Since I have jumped into an place that has not documented anything, I understand the need to document everything Jamf related. I assume that you are looking to document why a policy was created and what it does?
If you click on the History button for the policy, there is an Add Note button. I have made it mandatory to put the details of the Policy here. I also require the Description field in Extension Attributes and Notes in Scripts. Minimum required information: what this does, why it was created, who created it and for Apps, version number.

landon_Starr
Contributor

I'd agree with committing aspects of your environment to GitHub. We've also started mirroring our production environment in our test sandbox. This provides a bit of redundancy, and it also lets other team members mess around without the threat of breaking anything.

ferrispd
New Contributor III

Thanks Emily. I'm not sure I'm finding the right stuff. Is this just for syncing the scripts? I appreciate the help.

andrew_nicholas
Valued Contributor

I'm self admittedly not the greatest at documentation, so I aim do to it more through organized implementation than anything else. Policies, smart/static groups, config profiles all follow a particular naming convention that makes them easily identifiable when read and grouped accordingly. Scripts should be as descriptive with title as possible, including category, and comments there will always help.

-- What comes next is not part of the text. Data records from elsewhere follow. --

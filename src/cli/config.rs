//! Conversion from CLI arguments to library requests

use crate::cli::main_impl::GenerateArgs;
use crate::{
    config::DualmatteConfig,
    error::MatteError,
    request::{GenerationRequest, InfluenceTag, ReferenceImage},
    services::RasterCodec,
};
use anyhow::{Context, Result};
use std::path::PathBuf;

const DEFAULT_REFERENCE_STRENGTH: f32 = 1.0;

/// A `--reference path[:tag[:strength]]` argument
#[derive(Debug, Clone, PartialEq)]
pub struct ReferenceSpec {
    pub path: PathBuf,
    pub influence: InfluenceTag,
    pub strength: f32,
}

impl std::str::FromStr for ReferenceSpec {
    type Err = MatteError;

    fn from_str(s: &str) -> std::result::Result<Self, Self::Err> {
        let mut parts = s.splitn(3, ':');
        let path = parts.next().filter(|p| !p.is_empty()).ok_or_else(|| {
            MatteError::invalid_request(format!("reference '{}' has no path", s))
        })?;
        let influence = match parts.next() {
            Some(tag) => tag.parse()?,
            None => InfluenceTag::Subject,
        };
        let strength = match parts.next() {
            Some(value) => value.parse::<f32>().map_err(|_| {
                MatteError::invalid_request(format!(
                    "reference strength '{}' is not a number",
                    value
                ))
            })?,
            None => DEFAULT_REFERENCE_STRENGTH,
        };
        Ok(Self {
            path: PathBuf::from(path),
            influence,
            strength,
        })
    }
}

/// Convert CLI arguments to library requests
pub(crate) struct CliConfigBuilder;

impl CliConfigBuilder {
    /// Build the batch template from `generate` arguments
    pub(crate) fn generation_request(
        args: &GenerateArgs,
        config: &DualmatteConfig,
    ) -> Result<GenerationRequest> {
        let model = args
            .model
            .clone()
            .unwrap_or_else(|| config.gemini.default_model.clone());

        let mut request = GenerationRequest::new(args.prompt.clone(), model)
            .with_size(args.size)
            .with_aspect_ratio(args.aspect);

        for reference in &args.references {
            let image = RasterCodec::load(&reference.path).with_context(|| {
                format!("Failed to load reference image {}", reference.path.display())
            })?;
            request = request.with_reference(ReferenceImage::new(
                image,
                reference.influence.clone(),
                reference.strength,
            ));
        }

        request.validate().context("Invalid generation request")?;
        Ok(request)
    }
}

Round this all out with regular - usually weekly cursory and quarterly in-depth - reviews and it's all pretty well descriptive.

emily
Valued Contributor III
Valued Contributor III

@ferrispd the idea is you copy down policies, profiles, EAs, and scripts, and have them committed to an internal Github repository. Our attitude about it, loosely, is that the code is the documentation. You can include readme files in the repos that have an overview of where they data comes from, how it's used, etc., so it's all centralized.

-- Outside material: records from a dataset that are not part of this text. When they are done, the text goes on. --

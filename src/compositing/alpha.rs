//! Dual-composite alpha recovery.
//!
//! The model renders the same subject twice, over white and over black. Under
//! standard compositing `observed = alpha * F + (1 - alpha) * Bg`, so a pixel
//! that renders identically on both backgrounds is opaque foreground and a pixel
//! that renders as pure white vs pure black is background.
//!
//! Alpha is estimated from the Euclidean RGB distance between the two samples,
//! and straight color is recovered from the black sample, where `Cblack = alpha * F`.

use crate::config::RecoveryConfig;
use crate::error::{MatteError, Result};
use crate::types::{PixelLayout, Provenance, RasterImage};

#[cfg(feature = "parallel")]
use rayon::prelude::*;

/// Recover one straight-alpha RGBA pixel from a white/black sample pair
#[must_use]
pub fn recover_pixel(white: [u8; 3], black: [u8; 3], config: &RecoveryConfig) -> [u8; 4] {
    let dr = f32::from(white[0]) - f32::from(black[0]);
    let dg = f32::from(white[1]) - f32::from(black[1]);
    let db = f32::from(white[2]) - f32::from(black[2]);
    let distance = (dr * dr + dg * dg + db * db).sqrt();

    let alpha = (1.0 - distance / config.max_distance).clamp(0.0, 1.0);

    let mut out = [0u8; 4];
    if alpha > config.min_alpha {
        for (dst, &src) in out.iter_mut().zip(black.iter()) {
            *dst = (f32::from(src) / alpha).clamp(0.0, 255.0).round() as u8;
        }
    }
    out[3] = (alpha * 255.0).round() as u8;
    out
}

fn check_pair(white: &RasterImage, black: &RasterImage) -> Result<()> {
    if white.is_empty() || black.is_empty() {
        return Err(MatteError::dimension(format!(
            "alpha recovery needs non-empty rasters, got {}x{} and {}x{}",
            white.width(),
            white.height(),
            black.width(),
            black.height()
        )));
    }
    if white.dimensions() != black.dimensions() {
        return Err(MatteError::dimension(format!(
            "alpha recovery needs equal dimensions, got {}x{} (white) and {}x{} (black)",
            white.width(),
            white.height(),
            black.width(),
            black.height()
        )));
    }
    Ok(())
}

fn recover_row(
    out: &mut [u8],
    white_row: &[u8],
    white_channels: usize,
    black_row: &[u8],
    black_channels: usize,
    config: &RecoveryConfig,
) {
    let pixels = out
        .chunks_exact_mut(4)
        .zip(white_row.chunks_exact(white_channels))
        .zip(black_row.chunks_exact(black_channels));

    for ((dst, w), b) in pixels {
        let rgba = recover_pixel([w[0], w[1], w[2]], [b[0], b[1], b[2]], config);
        dst.copy_from_slice(&rgba);
    }
}

/// Recover a transparent foreground using the default heuristic parameters
///
/// # Errors
/// - Either raster is zero-sized, or their dimensions differ
pub fn recover_alpha(white: &RasterImage, black: &RasterImage) -> Result<RasterImage> {
    recover_alpha_with(white, black, &RecoveryConfig::default())
}

/// Recover a transparent foreground from a white/black render pair
///
/// Both inputs may be RGB or RGBA; any input alpha channel is ignored. The
/// output is always RGBA with straight (unpremultiplied) color. No resampling
/// happens here: size the pair with the reconciler first.
///
/// # Errors
/// - Either raster is zero-sized, or their dimensions differ
#[tracing::instrument(level = "debug", skip_all, fields(width = white.width(), height = white.height()))]
pub fn recover_alpha_with(
    white: &RasterImage,
    black: &RasterImage,
    config: &RecoveryConfig,
) -> Result<RasterImage> {
    check_pair(white, black)?;

    let (width, height) = white.dimensions();
    let white_channels = white.layout().channels();
    let black_channels = black.layout().channels();
    let out_stride = width as usize * 4;
    let mut out = vec![0u8; out_stride * height as usize];

    #[cfg(feature = "parallel")]
    out.par_chunks_mut(out_stride)
        .zip(white.data().par_chunks(white.row_stride()))
        .zip(black.data().par_chunks(black.row_stride()))
        .for_each(|((row, w), b)| {
            recover_row(row, w, white_channels, b, black_channels, config);
        });

    #[cfg(not(feature = "parallel"))]
    for ((row, w), b) in out
        .chunks_mut(out_stride)
        .zip(white.data().chunks(white.row_stride()))
        .zip(black.data().chunks(black.row_stride()))
    {
        recover_row(row, w, white_channels, b, black_channels, config);
    }

    RasterImage::new(width, height, PixelLayout::Rgba8, out, Provenance::Composited)
}

/// Composite a straight-alpha RGBA raster over a solid background color
///
/// # Errors
/// - The raster is not RGBA
pub fn composite_over(foreground: &RasterImage, background: [u8; 3]) -> Result<RasterImage> {
    if foreground.layout() != PixelLayout::Rgba8 {
        return Err(MatteError::invalid_request(
            "compositing needs an RGBA foreground",
        ));
    }

    let mut out = Vec::with_capacity(foreground.width() as usize * foreground.height() as usize * 3);
    for px in foreground.data().chunks_exact(4) {
        let alpha = f32::from(px[3]) / 255.0;
        for (&fg, &bg) in px.iter().take(3).zip(background.iter()) {
            let value = alpha * f32::from(fg) + (1.0 - alpha) * f32::from(bg);
            out.push(value.clamp(0.0, 255.0).round() as u8);
        }
    }

    RasterImage::new(
        foreground.width(),
        foreground.height(),
        PixelLayout::Rgb8,
        out,
        Provenance::Composited,
    )
}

Once comfortable with the concept of using GitHub with your Jamf instance, you can integrate git2jss with a CI/CD tool so that changes go through pull requests and reviews, rather than just making changes directly in the webapp. It'd be nice if Jamf had a built-in integration with GitHub, but for now git2jss is a nice alternative.

damienbarrett
Valued Contributor

Like many organizations, we've been using Slack for internal communications. I've build channels like #scripts, #extension-attributes, and #profiles on our local Slack, where I can drop these downloaded files, or paste in as code snippets. Allows for commentary, threaded and contextually-aware discussion of said policy, script, etc. This isn't as flexible as Git, but since I'm the only one writing any of these profiles, scripts, that collaborative type of versioning isn't really necessary in my environment. Using channels in Slack was a natural extension of the communication my team has already been doing.

ianmb
Contributor

@tomhastings I can't locate a History button at all in any of my policies. Is that feature a recent introduction? We are using v10.7.1 currently.

swapple
Contributor III

4272a44efc304a38836f74b9cff99ca0
@ianmb When you open Jamf > Computer > Policy and click on a policy, you don't see a History button at the bottom right of the screen??

sdagley
Esteemed Contributor II

@ianmb If you look at Settings->System Settings->Change Management in your JSS do you have Use Log File enabled?

ianmb
Contributor

@sdagley Yes, enabled and it points to C:Program FilesJSSLogs (as we run Jamf Pro on-premise on a Windows 2012 Server).

sdagley
Esteemed Contributor II

@ianmb So much for that theory. I'm using on-prem 10.7.1 as well, and I have the History button as shown in the image @swhps posted above.

ianmb
Contributor

@swhps OK, many thanks, I see it now; I was only looking through the options on the left hand side (doh!)

I've started adding some notes but there doesn't seem to be the option of editing or deleting notes that I have created in there, is that correct?